→ **TASK**
Output all of the data verbatim.

→ **SUPPLIED INFORMATION**
────────
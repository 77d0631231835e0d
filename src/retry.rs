//! Retry executor for IQ Server requests
//!
//! Retryable failures are repeated up to `max_attempts` more times. The
//! delay before retry `n` is `initial_delay * backoff_multiplier^n`, capped
//! at `max_delay`, and doubled at most by jitter when enabled.

use crate::config::RetryConfig;
use crate::error::Error;
use rand::Rng;
use std::future::Future;
use std::time::Duration;

/// Classifies an error as transient (worth retrying) or final
pub trait IsRetryable {
    /// True if repeating the request may succeed
    fn is_retryable(&self) -> bool;
}

impl IsRetryable for Error {
    fn is_retryable(&self) -> bool {
        match self {
            // Anything that went wrong on the wire, except a request we could not even build
            Error::Transport(e) => !e.is_builder(),
            Error::Http { status, .. } => *status >= 500,
            Error::Authentication { .. } => false,
            // No report yet is a normal state
            Error::NotFound(_) => false,
            Error::Serialization(_) => false,
            Error::Filesystem { .. } => false,
            Error::Config { .. } => false,
            Error::InvalidUrl(_) => false,
            Error::Other(_) => false,
        }
    }
}

/// Run `operation` until it succeeds, fails permanently, or runs out of retries
///
/// `request` identifies the call in log events, usually its URL.
pub async fn with_retry<F, Fut, T, E>(
    config: &RetryConfig,
    request: &str,
    mut operation: F,
) -> Result<T, E>
where
    F: FnMut() -> Fut,
    Fut: Future<Output = Result<T, E>>,
    E: IsRetryable + std::fmt::Display,
{
    let mut retries = 0;

    loop {
        let err = match operation().await {
            Ok(value) => {
                if retries > 0 {
                    tracing::info!(request, attempts = retries + 1, "Request succeeded after retry");
                }
                return Ok(value);
            }
            Err(e) => e,
        };

        if !err.is_retryable() {
            tracing::debug!(request, error = %err, "Request failed permanently");
            return Err(err);
        }
        if retries >= config.max_attempts {
            tracing::debug!(
                request,
                error = %err,
                attempts = retries + 1,
                "Giving up on request"
            );
            return Err(err);
        }

        let delay = retry_delay(config, retries);
        retries += 1;
        tracing::warn!(
            request,
            error = %err,
            retry = retries,
            max_retries = config.max_attempts,
            delay_ms = u64::try_from(delay.as_millis()).unwrap_or(u64::MAX),
            "Request failed, retrying"
        );
        tokio::time::sleep(delay).await;
    }
}

/// Delay before retry number `retry + 1` (zero based), jitter included
fn retry_delay(config: &RetryConfig, retry: u32) -> Duration {
    let exponent = i32::try_from(retry).unwrap_or(i32::MAX);
    let scaled = config.initial_delay.as_secs_f64() * config.backoff_multiplier.powi(exponent);
    // Overflow, infinity and NaN all saturate at the cap
    let base = Duration::try_from_secs_f64(scaled)
        .unwrap_or(config.max_delay)
        .min(config.max_delay);

    if config.jitter { add_jitter(base) } else { base }
}

/// Stretch `delay` by a random factor in `[1, 2]`
fn add_jitter(delay: Duration) -> Duration {
    let factor: f64 = rand::thread_rng().gen_range(1.0..=2.0);
    Duration::try_from_secs_f64(delay.as_secs_f64() * factor).unwrap_or(delay)
}
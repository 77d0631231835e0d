//! Target resolution: configuration → ordered, deduplicated fetch targets
//!
//! Ordering is stable by organization name, then application name (ids break
//! ties), so repeated runs against an unchanged server dispatch in the same
//! order. Any listing failure is terminal: no partial target list is returned.

use crate::client::IqApi;
use crate::error::{Error, Result};
use crate::types::FetchTarget;
use std::collections::HashSet;

/// Enumerate the targets of a run
///
/// With `organization_filter` set only that organization is resolved; an id
/// the server does not know is a configuration error.
pub async fn resolve_targets(
    api: &dyn IqApi,
    organization_filter: Option<&str>,
) -> Result<Vec<FetchTarget>> {
    let mut organizations = api.list_organizations().await?;

    if let Some(filter) = organization_filter {
        organizations.retain(|org| org.id == filter);
        if organizations.is_empty() {
            return Err(Error::config(
                format!("organization {filter} does not exist on the server"),
                "ORGANIZATION_ID",
            ));
        }
    }

    organizations.sort_by(|a, b| a.name.cmp(&b.name).then_with(|| a.id.cmp(&b.id)));

    let mut seen = HashSet::new();
    let mut targets = Vec::new();

    for org in &organizations {
        let mut applications = api.list_applications(&org.id).await?;
        applications.sort_by(|a, b| a.name.cmp(&b.name).then_with(|| a.id.cmp(&b.id)));

        tracing::debug!(
            organization_id = %org.id,
            organization = %org.name,
            applications = applications.len(),
            "Listed applications"
        );

        for app in applications {
            let Some(public_id) = app
                .public_id
                .as_deref()
                .map(str::trim)
                .filter(|id| !id.is_empty())
            else {
                tracing::warn!(
                    organization_id = %org.id,
                    application_id = %app.id,
                    application = %app.name,
                    "Application has no public id, skipping"
                );
                continue;
            };

            if !seen.insert((org.id.clone(), app.id.clone())) {
                tracing::debug!(
                    organization_id = %org.id,
                    application_id = %app.id,
                    "Duplicate application listing ignored"
                );
                continue;
            }

            targets.push(FetchTarget {
                organization_id: org.id.clone(),
                application_id: app.id,
                application_public_id: public_id.to_string(),
            });
        }
    }

    tracing::info!(
        organizations = organizations.len(),
        targets = targets.len(),
        "Resolved fetch targets"
    );
    Ok(targets)
}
────────
→ **YOUR SOLUTION**
repository 77d0631231835e0d
filename src/retry.rs
//! Retry executor for IQ Server requests
//!
//! Retryable failures are repeated up to `max_attempts` more times. The
//! delay before retry `n` is `initial_delay * backoff_multiplier^n`, capped
//! at `max_delay`, and doubled at most by jitter when enabled.

use crate::config::RetryConfig;
use crate::error::Error;
use rand::Rng;
use std::future::Future;
use std::time::Duration;

/// Classifies an error as transient (worth retrying) or final
pub trait IsRetryable {
    /// True if repeating the request may succeed
    fn is_retryable(&self) -> bool;
}

impl IsRetryable for Error {
    fn is_retryable(&self) -> bool {
        match self {
            // Anything that went wrong on the wire, except a request we could not even build
            Error::Transport(e) => !e.is_builder(),
            Error::Http { status, .. } => *status >= 500,
            Error::Authentication { .. } => false,
            // No report yet is a normal state
            Error::NotFound(_) => false,
            Error::Serialization(_) => false,
            Error::Filesystem { .. } => false,
            Error::Config { .. } => false,
            Error::InvalidUrl(_) => false,
            Error::Other(_) => false,
        }
    }
}

/// Run `operation` until it succeeds, fails permanently, or runs out of retries
///
/// `request` identifies the call in log events, usually its URL.
pub async fn with_retry<F, Fut, T, E>(
    config: &RetryConfig,
    request: &str,
    mut operation: F,
) -> Result<T, E>
where
    F: FnMut() -> Fut,
    Fut: Future<Output = Result<T, E>>,
    E: IsRetryable + std::fmt::Display,
{
    let mut retries = 0;

    loop {
        let err = match operation().await {
            Ok(value) => {
                if retries > 0 {
                    tracing::info!(request, attempts = retries + 1, "Request succeeded after retry");
                }
                return Ok(value);
            }
            Err(e) => e,
        };

        if !err.is_retryable() {
            tracing::debug!(request, error = %err, "Request failed permanently");
            return Err(err);
        }
        if retries >= config.max_attempts {
            tracing::debug!(
                request,
                error = %err,
                attempts = retries + 1,
                "Giving up on request"
            );
            return Err(err);
        }

        let delay = retry_delay(config, retries);
        retries += 1;
        tracing::warn!(
            request,
            error = %err,
            retry = retries,
            max_retries = config.max_attempts,
            delay_ms = u64::try_from(delay.as_millis()).unwrap_or(u64::MAX),
            "Request failed, retrying"
        );
        tokio::time::sleep(delay).await;
    }
}

/// Delay before retry number `retry + 1` (zero based), jitter included
fn retry_delay(config: &RetryConfig, retry: u32) -> Duration {
    let exponent = i32::try_from(retry).unwrap_or(i32::MAX);
    let scaled = config.initial_delay.as_secs_f64() * config.backoff_multiplier.powi(exponent);
    // Overflow, infinity and NaN all saturate at the cap
    let base = Duration::try_from_secs_f64(scaled)
        .unwrap_or(config.max_delay)
        .min(config.max_delay);

    if config.jitter { add_jitter(base) } else { base }
}

/// Stretch `delay` by a random factor in `[1, 2]`
fn add_jitter(delay: Duration) -> Duration {
    let factor: f64 = rand::thread_rng().gen_range(1.0..=2.0);
    Duration::try_from_secs_f64(delay.as_secs_f64() * factor).unwrap_or(delay)
}
repository 77d0631231835e0d
//! Target resolution: configuration → ordered, deduplicated fetch targets
//!
//! Ordering is stable by organization name, then application name (ids break
//! ties), so repeated runs against an unchanged server dispatch in the same
//! order. Any listing failure is terminal: no partial target list is returned.

use crate::client::IqApi;
use crate::error::{Error, Result};
use crate::types::FetchTarget;
use std::collections::HashSet;

/// Enumerate the targets of a run
///
/// With `organization_filter` set only that organization is resolved; an id
/// the server does not know is a configuration error.
pub async fn resolve_targets(
    api: &dyn IqApi,
    organization_filter: Option<&str>,
) -> Result<Vec<FetchTarget>> {
    let mut organizations = api.list_organizations().await?;

    if let Some(filter) = organization_filter {
        organizations.retain(|org| org.id == filter);
        if organizations.is_empty() {
            return Err(Error::config(
                format!("organization {filter} does not exist on the server"),
                "ORGANIZATION_ID",
            ));
        }
    }

    organizations.sort_by(|a, b| a.name.cmp(&b.name).then_with(|| a.id.cmp(&b.id)));

    let mut seen = HashSet::new();
    let mut targets = Vec::new();

    for org in &organizations {
        let mut applications = api.list_applications(&org.id).await?;
        applications.sort_by(|a, b| a.name.cmp(&b.name).then_with(|| a.id.cmp(&b.id)));

        tracing::debug!(
            organization_id = %org.id,
            organization = %org.name,
            applications = applications.len(),
            "Listed applications"
        );

        for app in applications {
            let Some(public_id) = app
                .public_id
                .as_deref()
                .map(str::trim)
                .filter(|id| !id.is_empty())
            else {
                tracing::warn!(
                    organization_id = %org.id,
                    application_id = %app.id,
                    application = %app.name,
                    "Application has no public id, skipping"
                );
                continue;
            };

            if !seen.insert((org.id.clone(), app.id.clone())) {
                tracing::debug!(
                    organization_id = %org.id,
                    application_id = %app.id,
                    "Duplicate application listing ignored"
                );
                continue;
            }

            targets.push(FetchTarget {
                organization_id: org.id.clone(),
                application_id: app.id,
                application_public_id: public_id.to_string(),
            });
        }
    }

    tracing::info!(
        organizations = organizations.len(),
        targets = targets.len(),
        "Resolved fetch targets"
    );
    Ok(targets)
}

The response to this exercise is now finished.